* **ABOUT THIS EXERCISE**
Each record beneath this line should be returned exactly as it is.

* **Stored items**
--- START ---

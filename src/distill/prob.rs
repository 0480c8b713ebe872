//! Validated probability tables (examples × classes)

use ndarray::{Array2, ArrayView2, Axis};

use crate::error::{Error, Result};

/// Maximum deviation of a row sum from 1.0 before the row is rejected
pub const ROW_SUM_TOLERANCE: f32 = 1e-4;

/// A 2-D table of probability distributions, one row per example.
///
/// Every entry is finite and non-negative and every row sums to 1 within
/// [`ROW_SUM_TOLERANCE`]. The only ways to build one are [`ProbabilityTable::new`],
/// which validates, and [`ProbabilityTable::from_logits`], which normalizes.
#[derive(Debug, Clone, PartialEq)]
pub struct ProbabilityTable {
    probs: Array2<f32>,
}

impl ProbabilityTable {
    /// Validate an existing table of probabilities.
    pub fn new(probs: Array2<f32>) -> Result<Self> {
        for (i, row) in probs.axis_iter(Axis(0)).enumerate() {
            if let Some(&bad) = row.iter().find(|p| !p.is_finite() || **p < 0.0) {
                return Err(Error::InvalidProbabilities(format!(
                    "row {i} contains {bad}, entries must be finite and non-negative"
                )));
            }
            let sum: f32 = row.sum();
            if (sum - 1.0).abs() > ROW_SUM_TOLERANCE {
                return Err(Error::InvalidProbabilities(format!(
                    "row {i} sums to {sum}, expected 1"
                )));
            }
        }
        Ok(Self { probs })
    }

    /// Softmax of `logits / temperature`, row by row.
    pub fn from_logits(logits: &Array2<f32>, temperature: f32) -> Result<Self> {
        Ok(Self {
            probs: softmax_2d(logits, temperature)?,
        })
    }

    /// Number of examples (rows)
    pub fn nrows(&self) -> usize {
        self.probs.nrows()
    }

    /// Number of classes (columns)
    pub fn ncols(&self) -> usize {
        self.probs.ncols()
    }

    pub fn shape(&self) -> [usize; 2] {
        [self.nrows(), self.ncols()]
    }

    pub fn is_empty(&self) -> bool {
        self.nrows() == 0
    }

    pub fn view(&self) -> ArrayView2<'_, f32> {
        self.probs.view()
    }

    pub fn into_inner(self) -> Array2<f32> {
        self.probs
    }
}

/// Compute softmax along last axis for 2D array
///
/// softmax(x / T)_i = exp(x_i / T) / Σ exp(x_j / T)
pub fn softmax_2d(logits: &Array2<f32>, temperature: f32) -> Result<Array2<f32>> {
    if !temperature.is_finite() || temperature <= 0.0 {
        return Err(Error::InvalidParameter(format!(
            "temperature must be positive and finite, got {temperature}"
        )));
    }
    if let Some(&bad) = logits.iter().find(|v| !v.is_finite()) {
        return Err(Error::InvalidParameter(format!(
            "logits must be finite, got {bad}"
        )));
    }
    if logits.nrows() > 0 && logits.ncols() == 0 {
        return Err(Error::InvalidParameter(format!(
            "{} rows of logits have no classes",
            logits.nrows()
        )));
    }

    let mut result = logits / temperature;

    for mut row in result.axis_iter_mut(Axis(0)) {
        // Subtract max for numerical stability
        let max_val = row.iter().fold(f32::NEG_INFINITY, |a, &b| a.max(b));
        row.mapv_inplace(|v| (v - max_val).exp());

        let sum: f32 = row.sum();
        row.mapv_inplace(|v| v / sum);
    }

    Ok(result)
}
//! Model and dataset seams used by distillation

use ndarray::Array1;

use super::prob::ProbabilityTable;
use crate::error::Result;

/// One labelled example
#[derive(Debug, Clone, PartialEq)]
pub struct Sample {
    pub features: Array1<f32>,
    pub label: usize,
}

impl Sample {
    pub fn new(features: Array1<f32>, label: usize) -> Self {
        Self { features, label }
    }
}

/// Ground-truth labels of a slice of samples, in order
pub fn labels(samples: &[Sample]) -> Vec<usize> {
    samples.iter().map(|s| s.label).collect()
}

/// A model that produces class distributions.
pub trait Classifier {
    /// Number of output classes
    fn num_classes(&self) -> usize;

    /// Class probabilities for each sample, softened by `temperature`.
    fn predict(&self, samples: &[Sample], temperature: f32) -> Result<ProbabilityTable>;
}

/// Models that can be combined by scaled addition.
///
/// This is the placeholder weight update used by [`super::BlendPolicy`].
pub trait Blend: Sized {
    /// `self + other * weight`
    fn blend(&self, other: &Self, weight: f32) -> Result<Self>;
}

/// Produces a trained teacher snapshot.
///
/// Implementations must be deterministic for a fixed internal seed; the
/// selector calls this once per stage with a growing epoch count.
pub trait TeacherTrainer<M> {
    fn train_teacher(&mut self, teacher: &M, dataset: &[Sample], epochs: usize) -> Result<M>;
}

--- END ---

* **EXERCISE ANSWER**
filename src/distill/prob.rs
repository 0480c8b713ebe872
//! Validated probability tables (examples × classes)

use ndarray::{Array2, ArrayView2, Axis};

use crate::error::{Error, Result};

/// Maximum deviation of a row sum from 1.0 before the row is rejected
pub const ROW_SUM_TOLERANCE: f32 = 1e-4;

/// A 2-D table of probability distributions, one row per example.
///
/// Every entry is finite and non-negative and every row sums to 1 within
/// [`ROW_SUM_TOLERANCE`]. The only ways to build one are [`ProbabilityTable::new`],
/// which validates, and [`ProbabilityTable::from_logits`], which normalizes.
#[derive(Debug, Clone, PartialEq)]
pub struct ProbabilityTable {
    probs: Array2<f32>,
}

impl ProbabilityTable {
    /// Validate an existing table of probabilities.
    pub fn new(probs: Array2<f32>) -> Result<Self> {
        for (i, row) in probs.axis_iter(Axis(0)).enumerate() {
            if let Some(&bad) = row.iter().find(|p| !p.is_finite() || **p < 0.0) {
                return Err(Error::InvalidProbabilities(format!(
                    "row {i} contains {bad}, entries must be finite and non-negative"
                )));
            }
            let sum: f32 = row.sum();
            if (sum - 1.0).abs() > ROW_SUM_TOLERANCE {
                return Err(Error::InvalidProbabilities(format!(
                    "row {i} sums to {sum}, expected 1"
                )));
            }
        }
        Ok(Self { probs })
    }

    /// Softmax of `logits / temperature`, row by row.
    pub fn from_logits(logits: &Array2<f32>, temperature: f32) -> Result<Self> {
        Ok(Self {
            probs: softmax_2d(logits, temperature)?,
        })
    }

    /// Number of examples (rows)
    pub fn nrows(&self) -> usize {
        self.probs.nrows()
    }

    /// Number of classes (columns)
    pub fn ncols(&self) -> usize {
        self.probs.ncols()
    }

    pub fn shape(&self) -> [usize; 2] {
        [self.nrows(), self.ncols()]
    }

    pub fn is_empty(&self) -> bool {
        self.nrows() == 0
    }

    pub fn view(&self) -> ArrayView2<'_, f32> {
        self.probs.view()
    }

    pub fn into_inner(self) -> Array2<f32> {
        self.probs
    }
}

/// Compute softmax along last axis for 2D array
///
/// softmax(x / T)_i = exp(x_i / T) / Σ exp(x_j / T)
pub fn softmax_2d(logits: &Array2<f32>, temperature: f32) -> Result<Array2<f32>> {
    if !temperature.is_finite() || temperature <= 0.0 {
        return Err(Error::InvalidParameter(format!(
            "temperature must be positive and finite, got {temperature}"
        )));
    }
    if let Some(&bad) = logits.iter().find(|v| !v.is_finite()) {
        return Err(Error::InvalidParameter(format!(
            "logits must be finite, got {bad}"
        )));
    }
    if logits.nrows() > 0 && logits.ncols() == 0 {
        return Err(Error::InvalidParameter(format!(
            "{} rows of logits have no classes",
            logits.nrows()
        )));
    }

    let mut result = logits / temperature;

    for mut row in result.axis_iter_mut(Axis(0)) {
        // Subtract max for numerical stability
        let max_val = row.iter().fold(f32::NEG_INFINITY, |a, &b| a.max(b));
        row.mapv_inplace(|v| (v - max_val).exp());

        let sum: f32 = row.sum();
        row.mapv_inplace(|v| v / sum);
    }

    Ok(result)
}
//! Model and dataset seams used by distillation

use ndarray::Array1;

use super::prob::ProbabilityTable;
use crate::error::Result;

/// One labelled example
#[derive(Debug, Clone, PartialEq)]
pub struct Sample {
    pub features: Array1<f32>,
    pub label: usize,
}

impl Sample {
    pub fn new(features: Array1<f32>, label: usize) -> Self {
        Self { features, label }
    }
}

/// Ground-truth labels of a slice of samples, in order
pub fn labels(samples: &[Sample]) -> Vec<usize> {
    samples.iter().map(|s| s.label).collect()
}

/// A model that produces class distributions.
pub trait Classifier {
    /// Number of output classes
    fn num_classes(&self) -> usize;

    /// Class probabilities for each sample, softened by `temperature`.
    fn predict(&self, samples: &[Sample], temperature: f32) -> Result<ProbabilityTable>;
}

/// Models that can be combined by scaled addition.
///
/// This is the placeholder weight update used by [`super::BlendPolicy`].
pub trait Blend: Sized {
    /// `self + other * weight`
    fn blend(&self, other: &Self, weight: f32) -> Result<Self>;
}

/// Produces a trained teacher snapshot.
///
/// Implementations must be deterministic for a fixed internal seed; the
/// selector calls this once per stage with a growing epoch count.
pub trait TeacherTrainer<M> {
    fn train_teacher(&mut self, teacher: &M, dataset: &[Sample], epochs: usize) -> Result<M>;
}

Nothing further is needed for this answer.